A recurring theme in the book is how we send signals. For example, when visiting a new restaurant, he suggests asking the waiter the simple question, “what is best?” If there is any hesitation, then maybe it’s not the restaurant for you.
In an ethnic restaurant, where there may be a cultural barrier to using this technique, he suggests some research may greatly improve your experience by _signal_ling you are an atypical, discriminating, serious customer. For example, in a Sichuan restaurant, he might request they “bring me the food of Chengdu.” Chicken kidneys with XO sauce will certainly be better prepared than the Kung Pao. As Michael Palin has said before, the local specialty is always the best choice.
More generally, when in a fancy (expen$ive) restaurant, order the ugly and unknown. The restaurant includes pedestrian foods (e.g. chicken fingers) for the diner unwilling to venture outside of their comfort zone. The menu is well thought out. If an unusual item is on the menu, it’s there for a reason, perhaps it’s a specialty.
Other sections are well worth reading. For example, he notes that long-term relationships always have a healthy dose of selective forgetfulness (“mental aggradation”); otherwise, people will dwell on the slightest slights.

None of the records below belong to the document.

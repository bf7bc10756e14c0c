//! # Error Types
//!
//! Domain-specific error types for tradelink-core.
//!
//! ## Error Hierarchy
//! ```text
//! ┌─────────────────────────────────────────────────────────────────────────┐
//! │                         Error Types                                     │
//! │                                                                         │
//! │  tradelink-core errors (this file)                                     │
//! │  └── CoreError        - Strict parsing of protocol values              │
//! │                                                                         │
//! │  tradelink-client errors (separate crate)                              │
//! │  └── ClientError      - Local transport and config failures            │
//! │                                                                         │
//! │  Flow: ClientError → ResponseEnvelope (result_code) → Caller           │
//! └─────────────────────────────────────────────────────────────────────────┘
//! ```
//!
//! Core errors never reach endpoint callers directly. The tolerant decoders
//! in [`crate::location`] swallow them token by token.

use thiserror::Error;

// =============================================================================
// Core Error
// =============================================================================

/// Errors raised while parsing protocol values.
#[derive(Debug, Clone, PartialEq, Eq, Error)]
pub enum CoreError {
    /// An error-location token is not `recordIndex:subIndex`.
    ///
    /// ## When This Occurs
    /// - Empty token between two commas
    /// - Missing or extra `:` separators
    /// - Negative or non-numeric indices
    #[error("Invalid error location '{token}': {reason}")]
    InvalidLocation { token: String, reason: String },
}

// =============================================================================
// Result Type Alias
// =============================================================================

/// Convenience type alias for Results with CoreError.
pub type CoreResult<T> = Result<T, CoreError>;

// =============================================================================
// Unit Tests
// =============================================================================
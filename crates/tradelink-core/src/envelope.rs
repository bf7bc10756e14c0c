//! # Response Envelopes
//!
//! Every endpoint call produces exactly one envelope, whether the platform
//! answered or the request never left the machine.
//!
//! ## Shapes
//! ```text
//! ┌─────────────────────────────────────────────────────────────────────────┐
//! │  ResponseEnvelope                                                       │
//! │  ├── result          SUCCESS | FAILURE                                 │
//! │  ├── result_code     always set (SERVER_ERROR_UNKOWN when unknown)     │
//! │  ├── result_message  resolved through the MessageCatalog               │
//! │  ├── api_version     "1.0.0.0" unless the platform says otherwise      │
//! │  ├── session_id      set by create_session                             │
//! │  └── session_valid   set by validate_session                           │
//! │                                                                         │
//! │  DocumentEnvelope<D> = ResponseEnvelope + Option<D>                    │
//! │  (document absent ⇒ result is FAILURE)                                 │
//! └─────────────────────────────────────────────────────────────────────────┘
//! ```

use serde::{Deserialize, Serialize};

use crate::codes;
use crate::document::Document;
use crate::location::{ErrorCategory, ErrorLocation};

// =============================================================================
// Endpoint Result
// =============================================================================

/// Coarse outcome of an endpoint call.
#[derive(Debug, Clone, Copy, PartialEq, Eq, Default, Serialize, Deserialize)]
#[serde(from = "String")]
pub enum EndpointResult {
    #[serde(rename = "SUCCESS")]
    Success,
    #[default]
    #[serde(rename = "FAILURE")]
    Failure,
}

impl EndpointResult {
    pub fn as_str(&self) -> &'static str {
        match self {
            EndpointResult::Success => codes::SUCCESS,
            EndpointResult::Failure => codes::FAILURE,
        }
    }
}

/// Anything other than `SUCCESS` counts as a failure.
impl From<String> for EndpointResult {
    fn from(value: String) -> Self {
        if value.trim().eq_ignore_ascii_case(codes::SUCCESS) {
            EndpointResult::Success
        } else {
            EndpointResult::Failure
        }
    }
}

// =============================================================================
// Response Envelope
// =============================================================================

fn default_result_code() -> String {
    codes::ERROR_UNKNOWN.to_string()
}

fn default_api_version() -> String {
    crate::DEFAULT_API_VERSION.to_string()
}

#[derive(Debug, Clone, PartialEq, Eq, Serialize, Deserialize)]
pub struct ResponseEnvelope {
    #[serde(default)]
    pub result: EndpointResult,

    #[serde(default = "default_result_code")]
    pub result_code: String,

    #[serde(default)]
    pub result_message: String,

    #[serde(default = "default_api_version")]
    pub api_version: String,

    #[serde(default, skip_serializing_if = "Option::is_none")]
    pub session_id: Option<String>,

    #[serde(default, skip_serializing_if = "Option::is_none")]
    pub session_valid: Option<String>,
}

impl Default for ResponseEnvelope {
    fn default() -> Self {
        ResponseEnvelope {
            result: EndpointResult::Failure,
            result_code: default_result_code(),
            result_message: String::new(),
            api_version: default_api_version(),
            session_id: None,
            session_valid: None,
        }
    }
}

impl ResponseEnvelope {
    /// A fresh failure envelope carrying `code` and `message`.
    pub fn failure(code: impl Into<String>, message: impl Into<String>) -> Self {
        ResponseEnvelope {
            result_code: code.into(),
            result_message: message.into(),
            ..ResponseEnvelope::default()
        }
    }

    pub fn is_success(&self) -> bool {
        self.result == EndpointResult::Success
    }

    /// Replaces an empty result code with the unknown sentinel.
    pub fn normalize(mut self) -> Self {
        if self.result_code.trim().is_empty() {
            self.result_code = default_result_code();
        }
        if self.api_version.trim().is_empty() {
            self.api_version = default_api_version();
        }
        self
    }

    /// True if the platform rejected the call's session.
    pub fn is_session_invalid(&self) -> bool {
        self.result_code == codes::ERROR_SESSION_INVALID
    }
}

// =============================================================================
// Document Envelope
// =============================================================================

#[derive(Debug, Clone, PartialEq)]
pub struct DocumentEnvelope<D> {
    pub envelope: ResponseEnvelope,
    pub document: Option<D>,
}

impl<D> DocumentEnvelope<D> {
    /// A failure envelope with no document.
    pub fn failure(code: impl Into<String>, message: impl Into<String>) -> Self {
        DocumentEnvelope {
            envelope: ResponseEnvelope::failure(code, message),
            document: None,
        }
    }

    pub fn is_success(&self) -> bool {
        self.document.is_some() && self.envelope.is_success()
    }

    pub fn result_code(&self) -> &str {
        &self.envelope.result_code
    }

    pub fn result_message(&self) -> &str {
        &self.envelope.result_message
    }
}

impl<D: Document> DocumentEnvelope<D> {
    /// Decodes the locations reported for `category`. Empty when there is no
    /// document or the key is absent.
    pub fn error_locations(&self, category: ErrorCategory) -> Vec<ErrorLocation> {
        self.document
            .as_ref()
            .map(|doc| doc.error_locations(category))
            .unwrap_or_default()
    }
}
//! Session check runner.
//!
//! Loads the client configuration, makes sure the organisation has a valid
//! API session (creating one when needed), prints the outcome and destroys
//! the session again.
//!
//! ```text
//! TRADELINK_ORG_ID=... TRADELINK_API_KEY=... TRADELINK_API_PASSWORD=... \
//!     session-check [path/to/client.toml]
//! ```

use std::path::PathBuf;
use std::process::ExitCode;

use tracing::{error, info};
use tracing_subscriber::EnvFilter;

use tradelink_client::{ClientConfig, OrgSession};

fn main() -> ExitCode {
    init_tracing();

    let config_path = std::env::args().nth(1).map(PathBuf::from);
    let config = match ClientConfig::load(config_path) {
        Ok(config) => config,
        Err(e) => {
            error!(error = %e, "Could not load client configuration");
            return ExitCode::FAILURE;
        }
    };

    let mut session = match OrgSession::from_config(&config) {
        Ok(session) => session,
        Err(e) => {
            error!(error = %e, "Could not set up organisation session");
            return ExitCode::FAILURE;
        }
    };

    info!(base_url = %config.api.base_url, org_id = %config.organisation.id, "Checking organisation session");

    let envelope = session.validate_or_create();
    println!("result:      {}", envelope.result.as_str());
    println!("result_code: {}", envelope.result_code);
    println!("message:     {}", envelope.result_message);

    if !session.session_exists() {
        return ExitCode::FAILURE;
    }

    println!("api_version: {}", session.api_version());
    let destroyed = session.destroy();
    info!(result_code = %destroyed.result_code, "Session destroyed");

    ExitCode::SUCCESS
}

fn init_tracing() {
    let filter = EnvFilter::try_from_default_env()
        .unwrap_or_else(|_| EnvFilter::new("info,tradelink=debug"));

    tracing_subscriber::fmt().with_env_filter(filter).init();
}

A more economical example, pertinent for the holidays, is the overestimation of the utility of a “gym membership.” He cites a survey of 7,752 gym member spread among three health clubs and three years. Under one contract, a customer paying $70/month might attend once a week, or about $17 a visit. A ten-visit pass (at $10/visit) would be more economical, except because people are unwilling to confront their illusion about how much they will actually attend, they opt for the more expensive choice. Similarly, once they stop going, the average person will spend another 2 1/2 month before formally canceling membership.